Crash victim's mother reveals 'roller coaster' of recovery
EIGHTEEN months after the fatal Easter Monday crash outside Tiaro and Trisha Mabley still hates reliving the horrifying night.
She remembers the knot forming in her stomach while having to wait for the phone call, not knowing whether her beloved son Daniel Knowles had perished in a fiery crash on the Bruce Hwy more than 18 months ago.
"Finding out on social media was the worst thing ever," Ms Mabley said.
"I remember thinking 'Is he going to walk? Will he survive?

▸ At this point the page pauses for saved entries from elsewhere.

//! Configuration for the OpenAlex client and the fetch loop.

use std::time::Duration;

/// API configuration constants.
pub mod api {
    use std::time::Duration;

    /// Base URL for the OpenAlex API.
    pub const BASE_URL: &str = "https://api.openalex.org";

    /// User agent sent with every request.
    pub const USER_AGENT: &str = concat!("planisphere/", env!("CARGO_PKG_VERSION"));

    /// Per-request timeout.
    pub const REQUEST_TIMEOUT: Duration = Duration::from_secs(30);

    /// Connection timeout.
    pub const CONNECT_TIMEOUT: Duration = Duration::from_secs(10);

    /// Fixed pause between successive page requests, in milliseconds.
    pub const PAGE_PAUSE_MS: u64 = 200;

    /// Fixed pause between successive page requests.
    pub const PAGE_PAUSE: Duration = Duration::from_millis(PAGE_PAUSE_MS);

    /// Largest `per-page` value the works endpoint accepts.
    pub const MAX_PER_PAGE: u32 = 200;

    /// Default page size.
    pub const DEFAULT_PER_PAGE: u32 = 200;

    /// Default page ceiling (at most 4000 works with the default page size).
    pub const DEFAULT_MAX_PAGES: u32 = 20;

    /// Cursor value requesting the first page.
    pub const FIRST_CURSOR: &str = "*";

    /// Number of countries shown in text output.
    pub const DISPLAY_TOP_N: usize = 50;
}

/// Client configuration.
#[derive(Clone)]
pub struct Config {
    /// Base URL of the API (overridable for mock servers).
    pub base_url: String,

    /// Contact e-mail for the OpenAlex polite pool (optional).
    pub mailto: Option<String>,

    /// Request timeout.
    pub request_timeout: Duration,

    /// Connection timeout.
    pub connect_timeout: Duration,
}

impl Config {
    /// Create a new configuration with an optional contact e-mail.
    #[must_use]
    pub fn new(mailto: Option<String>) -> Self {
        Self {
            base_url: api::BASE_URL.to_string(),
            mailto,
            request_timeout: api::REQUEST_TIMEOUT,
            connect_timeout: api::CONNECT_TIMEOUT,
        }
    }

    /// Create a test configuration pointing at a mock server.
    #[must_use]
    pub fn for_testing(base_url: &str) -> Self {
        Self {
            base_url: base_url.trim_end_matches('/').to_string(),
            mailto: None,
            request_timeout: Duration::from_secs(5),
            connect_timeout: Duration::from_secs(2),
        }
    }

    /// Create configuration from environment variables.
    ///
    /// Reads `OPENALEX_MAILTO` and `OPENALEX_BASE_URL`; blank values are ignored.
    pub fn from_env() -> anyhow::Result<Self> {
        let mailto = non_blank_var("OPENALEX_MAILTO");
        let mut config = Self::new(mailto);
        if let Some(base_url) = non_blank_var("OPENALEX_BASE_URL") {
            config = config.with_base_url(&base_url)?;
        }
        Ok(config)
    }

    /// Override the API base URL.
    ///
    /// # Errors
    ///
    /// Returns error if the URL does not parse.
    pub fn with_base_url(mut self, base_url: &str) -> anyhow::Result<Self> {
        url::Url::parse(base_url)?;
        self.base_url = base_url.trim_end_matches('/').to_string();
        Ok(self)
    }

    /// Check if a contact e-mail is configured.
    #[must_use]
    pub const fn has_mailto(&self) -> bool {
        self.mailto.is_some()
    }
}

impl Default for Config {
    fn default() -> Self {
        Self::new(None)
    }
}

impl std::fmt::Debug for Config {
    fn fmt(&self, f: &mut std::fmt::Formatter<'_>) -> std::fmt::Result {
        f.debug_struct("Config")
            .field("base_url", &self.base_url)
            .field("has_mailto", &self.has_mailto())
            .field("request_timeout", &self.request_timeout)
            .field("connect_timeout", &self.connect_timeout)
            .finish()
    }
}

fn non_blank_var(key: &str) -> Option<String> {
    std::env::var(key).ok().map(|v| v.trim().to_string()).filter(|v| !v.is_empty())
}

#[cfg(test)]
mod tests {
    use super::*;

    #[test]
    fn test_config_default() {
        let config = Config::default();
        assert_eq!(config.base_url, api::BASE_URL);
        assert!(!config.has_mailto());
        assert_eq!(config.request_timeout, api::REQUEST_TIMEOUT);
    }

    #[test]
    fn test_for_testing_strips_trailing_slash() {
        let config = Config::for_testing("http://127.0.0.1:4000/");
        assert_eq!(config.base_url, "http://127.0.0.1:4000");
    }

    #[test]
    fn test_with_base_url_rejects_garbage() {
        assert!(Config::default().with_base_url("not a url").is_err());
        let config = Config::default().with_base_url("http://localhost:8080/").unwrap();
        assert_eq!(config.base_url, "http://localhost:8080");
    }

    #[test]
    fn test_default_page_ceiling() {
        assert_eq!(api::DEFAULT_PER_PAGE * api::DEFAULT_MAX_PAGES, 4000);
    }
}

How bad is he?' the whole time.
"Honestly, it was worse than my own father dying."
The head-on collision on April 18, which sent shockwaves through the Fraser Coast, claimed the lives of Bundaberg siblings Daniel and Sarah Walker.
The driver responsible for the deaths of Sarah and Daniel, Hervey Bay solicitor Donald George Gayler, was fined $3000 and lost his licence for three months.

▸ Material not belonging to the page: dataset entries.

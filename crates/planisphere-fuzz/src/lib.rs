//! Fuzzing library for planisphere.
//!
//! Targets cover lenient decoding of OpenAlex pages, author id
//! normalization, and the country aggregation over arbitrary records.
//!
//! # Usage
//!
//! ```bash
//! cd crates/planisphere-fuzz
//! cargo +nightly fuzz run fuzz_aggregate -- -max_total_time=60
//! ```

pub use planisphere::models;
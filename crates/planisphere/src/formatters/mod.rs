//! Output formatters for country reports and author search results.

pub mod json;
pub mod text;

Mr Knowles and another family friend were seriously injured in the crash.
But more than a year on and his road to recovery is still long and hard.

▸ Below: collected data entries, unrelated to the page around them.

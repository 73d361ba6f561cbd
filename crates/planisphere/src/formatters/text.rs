//! Plain-text output formatting.

use crate::config::api;
use crate::countries::AggregationResult;
use crate::models::{Author, AuthorId, AuthorSuggestion};

/// Format the country report for a terminal.
///
/// Lists at most [`api::DISPLAY_TOP_N`] coauthor countries.
#[must_use]
pub fn format_country_report(author: &AuthorId, result: &AggregationResult) -> String {
    let mut output = String::from("=== Frequentist Coauthor-by-Country ===\n");

    output.push_str(&format!("Author: {author}\n"));
    output.push_str(&format!(
        "Anchor country (mode): {}\n",
        result.anchor.as_deref().unwrap_or("N/A")
    ));
    output.push_str(&format!(
        "Works counted: {} of {}\n",
        result.works_counted, result.works_seen
    ));

    if result.coauthor_tally.is_empty() {
        output.push_str("Top coauthor countries: none\n");
        return output;
    }

    output.push_str("Top coauthor countries:\n");
    for (code, count) in result.coauthor_tally.top(api::DISPLAY_TOP_N) {
        output.push_str(&format!("  {code}: {count}\n"));
    }

    let hidden = result.coauthor_tally.len().saturating_sub(api::DISPLAY_TOP_N);
    if hidden > 0 {
        output.push_str(&format!("  ... and {hidden} more\n"));
    }

    output
}

/// Format author search candidates, one block per author.
#[must_use]
pub fn format_author_candidates(query: &str, authors: &[Author]) -> String {
    if authors.is_empty() {
        return format!("No authors found for '{query}'.\n");
    }

    let mut output = format!("=== Authors matching '{query}' ===\n");

    for (i, author) in authors.iter().enumerate() {
        output.push_str(&format!("{}. {}\n", i + 1, author.name_or_default()));
        output.push_str(&format!("   ID: {}\n", author.short_id().unwrap_or("N/A")));
        output.push_str(&format!(
            "   Works: {} | Citations: {}\n",
            author.works(),
            author.citations()
        ));

        if let Some(inst) = author.primary_institution() {
            let name = inst.display_name.as_deref().unwrap_or("Unknown");
            match inst.country() {
                Some(country) => output.push_str(&format!("   Institution: {name} ({country})\n")),
                None => output.push_str(&format!("   Institution: {name}\n")),
            }
        }

        if let Some(orcid) = &author.orcid {
            output.push_str(&format!("   ORCID: {orcid}\n"));
        }
    }

    output
}

/// Format autocomplete suggestions.
#[must_use]
pub fn format_suggestions(query: &str, found: &[AuthorSuggestion]) -> String {
    if found.is_empty() {
        return format!("No suggestions for '{query}'.\n");
    }

    let mut output = format!("=== Suggestions for '{query}' ===\n");

    for (i, s) in found.iter().enumerate() {
        output.push_str(&format!("{}. {}\n", i + 1, s.display_name.as_deref().unwrap_or("Unknown")));
        output.push_str(&format!("   ID: {}\n", s.short_id().unwrap_or("N/A")));
        output.push_str(&format!("   Hint: {}\n", s.hint.as_deref().unwrap_or("N/A")));
        output.push_str(&format!(
            "   Works: {} | Citations: {}\n",
            s.works_count.unwrap_or(0),
            s.cited_by_count.unwrap_or(0)
        ));
    }

    output
}

/// Format a single author profile.
///
/// Shows at most three affiliations.
#[must_use]
pub fn format_author_detail(author: &Author) -> String {
    let mut output = format!("=== {} ===\n", author.name_or_default());

    output.push_str(&format!("ID: {}\n", author.short_id().unwrap_or("N/A")));
    output.push_str(&format!("Works: {} | Citations: {}\n", author.works(), author.citations()));

    let stats = author.summary_stats.clone().unwrap_or_default();
    let or_na = |v: Option<String>| v.unwrap_or_else(|| "N/A".to_string());
    output.push_str(&format!("H-index: {}\n", or_na(stats.h_index.map(|v| v.to_string()))));
    output.push_str(&format!("i10-index: {}\n", or_na(stats.i10_index.map(|v| v.to_string()))));
    output.push_str(&format!(
        "2-year mean citedness: {}\n",
        or_na(stats.two_year_mean_citedness.map(|v| format!("{v:.2}")))
    ));

    let institutions: Vec<_> =
        author.affiliations.iter().filter_map(|a| a.institution.as_ref()).take(3).collect();
    if !institutions.is_empty() {
        output.push_str("Affiliations:\n");
        for (i, inst) in institutions.iter().enumerate() {
            let name = inst.display_name.as_deref().unwrap_or("Unknown Institution");
            match inst.country() {
                Some(country) => output.push_str(&format!("  {}. {name} ({country})\n", i + 1)),
                None => output.push_str(&format!("  {}. {name}\n", i + 1)),
            }
        }
    }

    if let Some(orcid) = &author.orcid {
        output.push_str(&format!("ORCID: {orcid}\n"));
    }

    if let Some(url) = &author.works_api_url {
        output.push_str(&format!("Works API: {url}\n"));
    }

    output
}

Ms Mabley said her son had developed survivor's guilt since the incident occurred and still faced hours of surgery just to keep him upright.
"He travels from Brisbane to Bundaberg occasionally to visit family and has to drive past that site every time," she said.
"Since the crash it has been like a roller coaster, going in and out of surgery and even having a knee reconstruction before Christmas this year.
"He lives with the nightmares, the flashbacks and the torment it has caused for him."
The devastating turn of events led Ms Mabley and Sarah and Daniel Walkers' mother, Kerri, to campaign for harsher penalties for dangerous drivers.
In June, the State Government passed Walkers Law, increasing the punishment for careless drivers who kill or seriously injure people in crashes.
But Ms Mabley still wants more education directed young children about driver awareness and structural rules to minimise road deaths.
"We need to reinforce it for young children to know what's right and wrong, so they can speak up to their parents and recognise dangerous driving," she said.
"People need to drive to the conditions of the roads and understand it's not just an accident, it lives with you forever.
"Anyone that speeds, does long distance driving or drives fatigued... there should be some kind of testing to see if they're okay to drive."
Ms Mabley said roads with identified dangers also needed to be assessed and looked over by road officials to mitigate accidents.
"It seems like a stupid thing to do, but if you have someone going through realising there's a hazard on the road, then there needs to be an assessment," she said.